Protein splicing is a four‐step intramolecular reaction, in which an intein flanked by N‐ and C‐terminal exteins is removed, with ligation of the exteins. We are studying inteins that interrupt genes from Synechococcus sp. PCC 7002 ( Ssp 7002 ), Trichodesmium erythraeum ( Tery ) or Pyrococcus abyssi DNA Polymerase II ( Pab Pol II). The cyanobacterium Ssp 7002 has an intein that interrupts a putative dTDP glucose dehydratase. The Ssp 7002 intein has a highly conserved C‐terminal Asn, unlike an intein from Tery , which has 63% sequence identity with the Ssp 7002 intein but has a C‐terminal Gln. Both inteins splice with their native C‐terminal residue.
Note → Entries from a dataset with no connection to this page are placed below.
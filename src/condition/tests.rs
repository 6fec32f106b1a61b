use super::*;

#[test]
fn test_level_from_warning_count() {
    assert_eq!(ConditionLevel::from_warning_count(0), ConditionLevel::INFO);
    assert_eq!(ConditionLevel::from_warning_count(1), ConditionLevel::WARNING);
    assert_eq!(ConditionLevel::from_warning_count(2), ConditionLevel::WARNING);
    assert_eq!(ConditionLevel::from_warning_count(3), ConditionLevel::CRITICAL);
}

#[test]
fn test_parse_filter() {
    assert_eq!(ConditionLevel::parse_filter("i,w,c"), ConditionLevel::ALL);
    assert_eq!(
        ConditionLevel::parse_filter("info,critical"),
        ConditionLevel::INFO | ConditionLevel::CRITICAL
    );
    assert_eq!(ConditionLevel::parse_filter("w"), ConditionLevel::WARNING);
}

#[test]
fn test_parse_filter_ignores_garbage() {
    assert_eq!(ConditionLevel::parse_filter(""), ConditionLevel::NONE);
    assert_eq!(ConditionLevel::parse_filter(",,x,z"), ConditionLevel::NONE);
    assert_eq!(ConditionLevel::parse_filter("x,c,"), ConditionLevel::CRITICAL);
}

#[test]
fn test_set_operations() {
    let filter = ConditionLevel::INFO | ConditionLevel::WARNING;
    assert!(filter.contains(ConditionLevel::INFO));
    assert!(!filter.contains(ConditionLevel::CRITICAL));
    assert!(!filter.contains(ConditionLevel::ALL));
    assert!(filter.intersects(ConditionLevel::WARNING | ConditionLevel::CRITICAL));
    assert!(!filter.intersects(ConditionLevel::CRITICAL));
    assert!(ConditionLevel::NONE.is_empty());
    assert!(ConditionLevel::ALL.contains(filter));
}

#[test]
fn test_labels() {
    assert_eq!(ConditionLevel::INFO.label(), Some("info"));
    assert_eq!(ConditionLevel::WARNING.label(), Some("warning"));
    assert_eq!(ConditionLevel::CRITICAL.label(), Some("critical"));
    assert_eq!(ConditionLevel::ALL.label(), None);
    assert_eq!(ConditionLevel::from_label("warning"), Some(ConditionLevel::WARNING));
    assert_eq!(ConditionLevel::from_label("Warning"), None);
    assert_eq!(ConditionLevel::ALL.to_string(), "{info,warning,critical}");
}

#[test]
fn test_condition_string_format() {
    let flags = ConditionFlags::new(true, false, true);
    assert_eq!(
        flags.condition_string(),
        "is_dirty=true,is_overweight=false,is_broken=true"
    );
    assert_eq!(flags.warning_count(), 2);
    assert_eq!(flags.level(), ConditionLevel::WARNING);
}

#[test]
fn test_record_level_tracks_flags() {
    let info = ConditionRecord::new(1, 100, ConditionFlags::default(), true, "ok");
    assert_eq!(info.level(), ConditionLevel::INFO);
    assert_eq!(info.level_label(), "info");

    let critical = ConditionRecord::new(1, 200, ConditionFlags::new(true, true, true), false, "");
    assert_eq!(critical.level(), ConditionLevel::CRITICAL);
    assert_eq!(critical.level_label(), "critical");
    assert!(critical.is_dirty() && critical.is_overweight() && critical.is_broken());
}

#[test]
fn test_cursor_key_less_is_strict() {
    let a = CursorKey::new(100);
    let b = CursorKey::new(200);
    assert!(a.less(&b));
    assert!(!b.less(&a));
    assert!(!a.less(&CursorKey::new(100)));
}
We plan to study the effect of switching Gln for Asn (and vice versa), as well as the influence of conserved residues on the mechanism of splicing. The Pyrococcus abysii PolII intein has a conserved, catalytic His residue. Mutation of this residue to Ala or Gly prevents splicing. We will explore whether we can rescue activity in the His‐Gly mutant in vivo by incubation with imidazole derivatives. This material is based upon work supported by the National Science Foundation under grant MCB‐0950245 and by the Camille and Henry Dreyfus Foundation.